RECORDS SUPPLIED →
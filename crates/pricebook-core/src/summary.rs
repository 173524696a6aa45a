//! # Stored Price Summary
//!
//! Margin figures and labels for products that are already saved, where
//! only the purchase price and the stored price are known.
//!
//! ```text
//!   regime   stored price   shown to customer    label
//!   ──────   ────────────   ─────────────────    ─────────────────────────────
//!   normal   HT             HT × 1.2 (TTC)       "1200.00 € HT / 1440.00 € TTC"
//!   margin   sell price     sell price           "1200.00 € TVM"
//! ```

use serde::{Deserialize, Serialize};
use ts_rs::TS;

use crate::amount::{format_amount, DecimalStyle};
use crate::margin::MarginClass;
use crate::normal_vat::ttc_from_ht;
use crate::types::VatRegime;
use crate::VAT_RATE;

/// Margin of a stored price over its purchase price.
#[derive(Debug, Clone, Copy, PartialEq, Serialize, Deserialize, TS)]
#[ts(export)]
#[serde(rename_all = "camelCase")]
pub struct MarginSummary {
    /// Margin in currency. After VAT under the margin scheme.
    pub cash: f64,
    pub percent: f64,
    pub class: MarginClass,
}

impl MarginSummary {
    /// Computes the margin of a stored price.
    ///
    /// Returns `None` when the purchase price is not strictly positive.
    ///
    /// ## Example
    /// ```rust
    /// use pricebook_core::margin::MarginClass;
    /// use pricebook_core::summary::MarginSummary;
    /// use pricebook_core::types::VatRegime;
    ///
    /// let summary = MarginSummary::for_stored_price(VatRegime::Margin, 900.0, 1200.0).unwrap();
    /// assert!((summary.cash - 250.0).abs() < 1e-9);
    /// assert_eq!(summary.class, MarginClass::High);
    ///
    /// assert!(MarginSummary::for_stored_price(VatRegime::Normal, 0.0, 10.0).is_none());
    /// ```
    pub fn for_stored_price(regime: VatRegime, purchase: f64, price: f64) -> Option<Self> {
        if purchase.is_nan() || purchase <= 0.0 {
            return None;
        }

        let cash = match regime {
            VatRegime::Normal => price - purchase,
            VatRegime::Margin => (price - purchase) / (1.0 + VAT_RATE),
        };
        let percent = cash * 100.0 / purchase;

        Some(MarginSummary {
            cash,
            percent,
            class: MarginClass::classify(percent),
        })
    }
}

/// Label describing a stored price and the tax it carries.
///
/// ## Example
/// ```rust
/// use pricebook_core::summary::price_label;
/// use pricebook_core::types::VatRegime;
///
/// assert_eq!(price_label(VatRegime::Normal, 1200.0, "€"), "1200.00 € HT / 1440.00 € TTC");
/// assert_eq!(price_label(VatRegime::Margin, 1200.0, "€"), "1200.00 € TVM");
/// ```
pub fn price_label(regime: VatRegime, price: f64, symbol: &str) -> String {
    let fixed = |value: f64| format_amount(value, DecimalStyle::Fixed);
    match regime {
        VatRegime::Normal => format!(
            "{} {symbol} HT / {} {symbol} TTC",
            fixed(price),
            fixed(ttc_from_ht(price))
        ),
        VatRegime::Margin => format!("{} {symbol} TVM", fixed(price)),
    }
}

/// The price a customer pays, as list views show it.
pub fn list_price(regime: VatRegime, price: f64, symbol: &str, style: DecimalStyle) -> String {
    let shown = match regime {
        VatRegime::Normal => ttc_from_ht(price),
        VatRegime::Margin => price,
    };
    format!("{} {symbol}", format_amount(shown, style))
}
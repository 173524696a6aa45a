//! # Pricebook Desk Library
//!
//! Hosts a pricing form session for a product form, one JSON command per
//! line on stdin, one JSON response per line on stdout.
//!
//! ## Module Organization
//! ```text
//! pricebook_desk_lib/
//! ├── lib.rs          ◄─── You are here (startup & request loop)
//! ├── state/
//! │   ├── mod.rs      ◄─── State type exports
//! │   ├── form.rs     ◄─── Form session (Mutex)
//! │   └── config.rs   ◄─── desk.toml + environment
//! ├── commands/
//! │   ├── mod.rs      ◄─── Request envelope & dispatch
//! │   ├── pricing.rs  ◄─── Form and stored-price commands
//! │   └── config.rs   ◄─── get_config
//! └── error.rs        ◄─── API error type for commands
//! ```
//!
//! ## Channels
//! ```text
//! ┌─────────────────────────────────────────────────────────────────────────┐
//! │   stdin  ──► requests  (one JSON object per line)                       │
//! │   stdout ◄── responses (one JSON object per line, same order)           │
//! │   stderr ◄── logs      (tracing, RUST_LOG or [logging] filter)          │
//! └─────────────────────────────────────────────────────────────────────────┘
//! ```

pub mod commands;
pub mod error;
pub mod state;

use anyhow::Context;
use clap::Parser;
use pricebook_core::VatRegime;
use std::io::{self, BufRead, Write};
use std::path::PathBuf;
use tracing::{debug, info, warn};
use tracing_subscriber::EnvFilter;

use commands::{Request, Response};
use error::ApiError;
use state::{DeskConfig, FormState};

// =============================================================================
// Command Line
// =============================================================================

/// Command-line flags of `pricebook-desk`.
#[derive(Parser, Debug)]
#[command(name = "pricebook-desk", version, about = "Pricing form host over JSON lines")]
pub struct Cli {
    /// Config file (default: platform config dir / desk.toml)
    #[arg(short = 'c', long = "config")]
    pub config: Option<PathBuf>,

    /// Regime new forms open with (normal | margin)
    #[arg(long = "regime")]
    pub regime: Option<VatRegime>,

    /// Print the effective configuration as TOML and exit
    #[arg(long = "print-config")]
    pub print_config: bool,
}

// =============================================================================
// Desk
// =============================================================================

/// A running desk: one form session and its configuration.
#[derive(Debug)]
pub struct Desk {
    form: FormState,
    config: DeskConfig,
}

impl Desk {
    /// Creates a desk with a blank form in the configured default regime.
    pub fn new(config: DeskConfig) -> Self {
        Desk {
            form: FormState::new(config.session.default_regime),
            config,
        }
    }

    pub fn config(&self) -> &DeskConfig {
        &self.config
    }

    /// Handles one request line and returns the response line.
    pub fn handle_line(&self, line: &str) -> String {
        let result = serde_json::from_str::<Request>(line)
            .map_err(ApiError::from)
            .and_then(|request| {
                debug!(command = %request.command, "Request received");
                commands::dispatch(&self.form, &self.config, request)
            });

        if let Err(ref err) = result {
            warn!(code = ?err.code, message = %err.message, "Request rejected");
        }

        serde_json::to_string(&Response::from(result)).unwrap_or_else(|e| {
            format!(
                r#"{{"error":{{"code":"INTERNAL","message":"Failed to encode response: {}"}}}}"#,
                e.to_string().replace('"', "'")
            )
        })
    }

    /// Answers every non-blank input line until the input ends.
    ///
    /// ## Returns
    /// Number of requests handled.
    pub fn serve<R: BufRead, W: Write>(&self, input: R, mut output: W) -> io::Result<usize> {
        let mut handled = 0;

        for line in input.lines() {
            let line = line?;
            if line.trim().is_empty() {
                continue;
            }

            let response = self.handle_line(&line);
            writeln!(output, "{}", response)?;
            output.flush()?;
            handled += 1;
        }

        Ok(handled)
    }
}

// =============================================================================
// Startup
// =============================================================================

/// Runs the desk until stdin closes.
///
/// ## Startup Sequence
/// ```text
/// ┌─────────────────────────────────────────────────────────────────────────┐
/// │  1. Load Configuration ─────────────────────────────────────────────►   │
/// │     • defaults → desk.toml → PRICEBOOK_* → --regime                     │
/// │                                                                         │
/// │  2. --print-config? ─── print TOML and exit ────────────────────────►   │
/// │                                                                         │
/// │  3. Initialize Logging ─────────────────────────────────────────────►   │
/// │     • RUST_LOG if set, else [logging] filter, written to stderr         │
/// │                                                                         │
/// │  4. Serve ──────────────────────────────────────────────────────────►   │
/// │     • stdin lines → dispatch → stdout lines                             │
/// └─────────────────────────────────────────────────────────────────────────┘
/// ```
pub fn run(cli: Cli) -> anyhow::Result<()> {
    let mut config =
        DeskConfig::load(cli.config.clone()).context("Failed to load desk configuration")?;
    if let Some(regime) = cli.regime {
        config.session.default_regime = regime;
    }

    if cli.print_config {
        let text = toml::to_string_pretty(&config).context("Failed to render configuration")?;
        print!("{}", text);
        return Ok(());
    }

    init_tracing(&config.logging.filter);

    info!(
        regime = %config.session.default_regime,
        symbol = %config.display.currency_symbol,
        "Starting pricebook desk"
    );

    let desk = Desk::new(config);
    let handled = desk
        .serve(io::stdin().lock(), io::stdout().lock())
        .context("Request loop failed")?;

    info!(handled, "Input closed, shutting down");
    Ok(())
}

/// Initializes the tracing subscriber for structured logging.
///
/// ## Log Levels
/// - `RUST_LOG=debug` - Show debug messages
/// - `RUST_LOG=pricebook=trace` - Show trace for pricebook crates only
/// - Default: the `[logging] filter` setting
fn init_tracing(default_filter: &str) {
    let filter =
        EnvFilter::try_from_default_env().unwrap_or_else(|_| EnvFilter::new(default_filter));

    tracing_subscriber::fmt()
        .with_env_filter(filter)
        .with_writer(io::stderr)
        .init();
}

#[cfg(test)]
mod tests {
    use super::*;
    use serde_json::Value;

    fn parse(line: &str) -> Value {
        serde_json::from_str(line).unwrap()
    }

    #[test]
    fn test_handle_line_ok() {
        let desk = Desk::new(DeskConfig::default());
        let response = parse(&desk.handle_line(r#"{"command":"get_form"}"#));
        assert_eq!(response["ok"]["regime"], "normal");
    }

    #[test]
    fn test_handle_line_malformed_json() {
        let desk = Desk::new(DeskConfig::default());
        let response = parse(&desk.handle_line("{not json"));
        assert_eq!(response["error"]["code"], "BAD_REQUEST");
    }

    #[test]
    fn test_serve_answers_each_line_in_order() {
        let desk = Desk::new(DeskConfig::default());
        let input = concat!(
            r#"{"command":"set_purchase_price","args":{"value":"900"}}"#,
            "\n\n",
            r#"{"command":"edit_price","args":{"tier":"retail","field":"ttc","value":"1440"}}"#,
            "\n",
            r#"{"command":"submit_form"}"#,
            "\n",
        );

        let mut output = Vec::new();
        let handled = desk.serve(input.as_bytes(), &mut output).unwrap();
        assert_eq!(handled, 3);

        let lines: Vec<Value> = String::from_utf8(output)
            .unwrap()
            .lines()
            .map(parse)
            .collect();
        assert_eq!(lines.len(), 3);
        assert_eq!(lines[1]["ok"]["retail"]["ht"], "1200.00");
        assert_eq!(lines[2]["error"]["code"], "VALIDATION_ERROR");
        assert_eq!(lines[2]["error"]["message"], "pro price is required");
    }

    #[test]
    fn test_default_regime_from_config() {
        let mut config = DeskConfig::default();
        config.session.default_regime = VatRegime::Margin;
        let desk = Desk::new(config);

        let response = parse(&desk.handle_line(r#"{"command":"get_form"}"#));
        assert_eq!(response["ok"]["retail"]["regime"], "margin");
        assert_eq!(desk.config().session.default_regime, VatRegime::Margin);
    }

    #[test]
    fn test_cli_flags() {
        let cli = Cli::parse_from(["pricebook-desk", "--regime", "margin", "--print-config"]);
        assert_eq!(cli.regime, Some(VatRegime::Margin));
        assert!(cli.print_config);
        assert!(cli.config.is_none());

        assert!(Cli::try_parse_from(["pricebook-desk", "--regime", "reduced"]).is_err());
    }
}
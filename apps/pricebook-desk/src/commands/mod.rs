//! # Commands Module
//!
//! All commands exposed to the form host.
//!
//! ## Command Organization
//! ```text
//! commands/
//! ├── mod.rs      ◄─── You are here (envelope, dispatch)
//! ├── pricing.rs  ◄─── Form editing, submit, stored-price summaries
//! └── config.rs   ◄─── Configuration retrieval
//! ```
//!
//! ## How Commands Work
//! ```text
//! ┌─────────────────────────────────────────────────────────────────────────┐
//! │                    Command Flow                                         │
//! │                                                                         │
//! │  Form host                                                              │
//! │  ─────────                                                              │
//! │  {"command":"edit_price",                                               │
//! │   "args":{"tier":"retail","field":"price","value":"1200"}}              │
//! │         │                                                               │
//! │         │ (one JSON object per stdin line)                              │
//! │         ▼                                                               │
//! │  Rust Backend                                                           │
//! │  ────────────                                                           │
//! │  dispatch(form, config, request)                                        │
//! │      └──► pricing::edit_price(form, tier, field, value)                 │
//! │              -> Result<FormView, ApiError>                              │
//! │         │                                                               │
//! │         │ (one JSON object per stdout line)                             │
//! │         ▼                                                               │
//! │  {"ok":{...form...}}   or   {"error":{"code":"...","message":"..."}}    │
//! └─────────────────────────────────────────────────────────────────────────┘
//! ```
//!
//! Each command receives only the state it needs.

pub mod config;
pub mod pricing;

use pricebook_core::{PriceField, PriceTier, VatRegime};
use serde::de::DeserializeOwned;
use serde::{Deserialize, Serialize};
use serde_json::Value;

use crate::error::ApiError;
use crate::state::{DeskConfig, FormState};

// =============================================================================
// Envelope
// =============================================================================

/// One request line.
#[derive(Debug, Clone, Deserialize)]
pub struct Request {
    pub command: String,

    /// Command arguments. May be omitted for commands without any.
    #[serde(default)]
    pub args: Value,
}

/// One response line.
#[derive(Debug, Clone, Serialize)]
#[serde(rename_all = "lowercase")]
pub enum Response {
    Ok(Value),
    Error(ApiError),
}

impl From<Result<Value, ApiError>> for Response {
    fn from(result: Result<Value, ApiError>) -> Self {
        match result {
            Ok(value) => Response::Ok(value),
            Err(err) => Response::Error(err),
        }
    }
}

// =============================================================================
// Arguments
// =============================================================================

#[derive(Debug, Deserialize)]
#[serde(rename_all = "camelCase")]
struct ResetFormArgs {
    #[serde(default)]
    regime: Option<VatRegime>,
}

#[derive(Debug, Deserialize)]
#[serde(rename_all = "camelCase")]
struct SetPurchasePriceArgs {
    value: String,
}

#[derive(Debug, Deserialize)]
#[serde(rename_all = "camelCase")]
struct EditPriceArgs {
    tier: PriceTier,
    field: PriceField,
    value: String,
}

#[derive(Debug, Deserialize)]
#[serde(rename_all = "camelCase")]
struct SwitchRegimeArgs {
    regime: VatRegime,
}

#[derive(Debug, Deserialize)]
#[serde(rename_all = "camelCase")]
struct SetSerialItemsArgs {
    count: usize,
}

#[derive(Debug, Deserialize)]
#[serde(rename_all = "camelCase")]
struct ClassifyMarginArgs {
    margin_percent: f64,
}

#[derive(Debug, Deserialize)]
#[serde(rename_all = "camelCase")]
struct SummarizePriceArgs {
    regime: VatRegime,
    purchase_price: f64,
    price: f64,
}

fn args<T: DeserializeOwned>(args: Value) -> Result<T, ApiError> {
    let args = match args {
        Value::Null => Value::Object(Default::default()),
        other => other,
    };
    Ok(serde_json::from_value(args)?)
}

fn ok<T: Serialize>(payload: T) -> Result<Value, ApiError> {
    serde_json::to_value(payload).map_err(|e| ApiError::internal(e.to_string()))
}

// =============================================================================
// Dispatch
// =============================================================================

/// Routes a request to its command.
///
/// ## Errors
/// `BAD_REQUEST` for unknown commands or arguments of the wrong shape, plus
/// whatever the command itself returns.
pub fn dispatch(
    form: &FormState,
    config: &DeskConfig,
    request: Request,
) -> Result<Value, ApiError> {
    match request.command.as_str() {
        "get_form" => ok(pricing::get_form(form)),
        "reset_form" => {
            let a: ResetFormArgs = args(request.args)?;
            ok(pricing::reset_form(form, config, a.regime))
        }
        "set_purchase_price" => {
            let a: SetPurchasePriceArgs = args(request.args)?;
            ok(pricing::set_purchase_price(form, &a.value))
        }
        "edit_price" => {
            let a: EditPriceArgs = args(request.args)?;
            ok(pricing::edit_price(form, a.tier, a.field, &a.value)?)
        }
        "switch_regime" => {
            let a: SwitchRegimeArgs = args(request.args)?;
            ok(pricing::switch_regime(form, a.regime)?)
        }
        "set_serial_items" => {
            let a: SetSerialItemsArgs = args(request.args)?;
            ok(pricing::set_serial_items(form, a.count))
        }
        "submit_form" => ok(pricing::submit_form(form)?),
        "classify_margin" => {
            let a: ClassifyMarginArgs = args(request.args)?;
            ok(pricing::classify_margin(a.margin_percent))
        }
        "summarize_price" => {
            let a: SummarizePriceArgs = args(request.args)?;
            ok(pricing::summarize_price(config, a.regime, a.purchase_price, a.price))
        }
        "get_config" => ok(config::get_config(config)),
        other => Err(ApiError::bad_request(format!("Unknown command: {}", other))),
    }
}
//! Invoice arithmetic.
//!
//! Running invoices keep full precision for the whole session. Only the
//! amount settled into lot revenue is rounded, always down to a multiple
//! of [`INVOICE_GRANULARITY`].

/// Currency units settled invoices are truncated to.
pub const INVOICE_GRANULARITY: u64 = 100;

/// Amount owed for `minutes` of parking at `price_per_hour`.
///
/// Pure and unrounded: the hourly price prorated over `minutes`.
///
/// Deliberately computed as `price_per_hour * minutes / 60` rather than
/// `price_per_hour / 60 * minutes`. Dividing first loses precision for
/// prices that are not multiples of 60, so an invoice of exactly 7700
/// (1100 per hour for 420 minutes) would come out as 7699.999... and
/// settle to 7600.
#[must_use]
#[allow(clippy::cast_precision_loss)]
pub fn calc_invoice(minutes: u64, price_per_hour: f64) -> f64 {
    price_per_hour * minutes as f64 / 60.0
}

/// Truncates `amount` down to the nearest multiple of
/// [`INVOICE_GRANULARITY`].
///
/// Amounts below the granularity (including negative and NaN amounts)
/// settle to `0`.
#[must_use]
#[allow(clippy::cast_possible_truncation, clippy::cast_sign_loss)]
pub fn round_invoice(amount: f64) -> u64 {
    if amount.is_nan() || amount < 100.0 {
        return 0;
    }

    let units = (amount / 100.0).floor() as u64;
    units.saturating_mul(INVOICE_GRANULARITY)
}

#[cfg(test)]
mod tests {
    use super::*;

    #[test]
    fn calc_invoice_prorates_hourly_price() {
        assert!((calc_invoice(30, 6000.0) - 3000.0).abs() < f64::EPSILON);
        assert!((calc_invoice(45, 12000.0) - 9000.0).abs() < f64::EPSILON);
        assert!(calc_invoice(0, 8000.0).abs() < f64::EPSILON);
    }

    #[test]
    fn calc_invoice_keeps_fractions() {
        let invoice = calc_invoice(1, 1000.0);
        assert!((invoice - 1000.0 / 60.0).abs() < 1e-9);
    }

    #[test]
    fn exact_amounts_are_not_lost_to_division_order() {
        let invoice = calc_invoice(420, 1100.0);
        assert!((invoice - 7700.0).abs() < f64::EPSILON);
        assert_eq!(round_invoice(invoice), 7700);

        assert_eq!(round_invoice(calc_invoice(30, 700.0)), 300);
        assert_eq!(round_invoice(calc_invoice(90, 2200.0)), 3300);
    }

    #[test]
    fn round_invoice_truncates_to_hundreds() {
        assert_eq!(round_invoice(2335.0), 2300);
        assert_eq!(round_invoice(2578.0), 2500);
        assert_eq!(round_invoice(2999.0), 2900);
        assert_eq!(round_invoice(3000.0), 3000);
        assert_eq!(round_invoice(99.0), 0);
        assert_eq!(round_invoice(99.999), 0);
        assert_eq!(round_invoice(100.0), 100);
    }

    #[test]
    fn round_invoice_settles_invalid_amounts_to_zero() {
        assert_eq!(round_invoice(0.0), 0);
        assert_eq!(round_invoice(-250.0), 0);
        assert_eq!(round_invoice(f64::NAN), 0);
    }

    #[test]
    fn round_invoice_never_exceeds_amount() {
        let mut amount = 0.0_f64;
        while amount < 25_000.0 {
            let rounded = round_invoice(amount);
            assert_eq!(rounded % INVOICE_GRANULARITY, 0, "{amount} -> {rounded}");
            #[allow(clippy::cast_precision_loss)]
            let rounded_f = rounded as f64;
            assert!(rounded_f <= amount, "{amount} -> {rounded}");
            assert!(amount - rounded_f < 100.0, "{amount} -> {rounded}");
            amount += 37.3;
        }
    }

    #[test]
    fn whole_hour_invoices_settle_exactly() {
        for price in [100_u64, 700, 1250, 6000, 7300] {
            for hours in 1..=12_u64 {
                #[allow(clippy::cast_precision_loss)]
                let invoice = calc_invoice(hours * 60, price as f64);
                let expected = hours * price / 100 * 100;
                assert_eq!(round_invoice(invoice), expected, "{hours}h at {price}");
            }
        }
    }
}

TO DO → All that belongs in the answer is the run of lines above from the line containing "assert!((invoice - 7700.0).abs()" through the line containing "assert_eq!(round_invoice(0.0), 0);", exactly as written.

SOLUTION TO THIS PROBLEM →
        assert!((invoice - 7700.0).abs() < f64::EPSILON);
        assert_eq!(round_invoice(invoice), 7700);

        assert_eq!(round_invoice(calc_invoice(30, 700.0)), 300);
        assert_eq!(round_invoice(calc_invoice(90, 2200.0)), 3300);
    }

    #[test]
    fn round_invoice_truncates_to_hundreds() {
        assert_eq!(round_invoice(2335.0), 2300);
        assert_eq!(round_invoice(2578.0), 2500);
        assert_eq!(round_invoice(2999.0), 2900);
        assert_eq!(round_invoice(3000.0), 3000);
        assert_eq!(round_invoice(99.0), 0);
        assert_eq!(round_invoice(99.999), 0);
        assert_eq!(round_invoice(100.0), 100);
    }

    #[test]
    fn round_invoice_settles_invalid_amounts_to_zero() {
        assert_eq!(round_invoice(0.0), 0);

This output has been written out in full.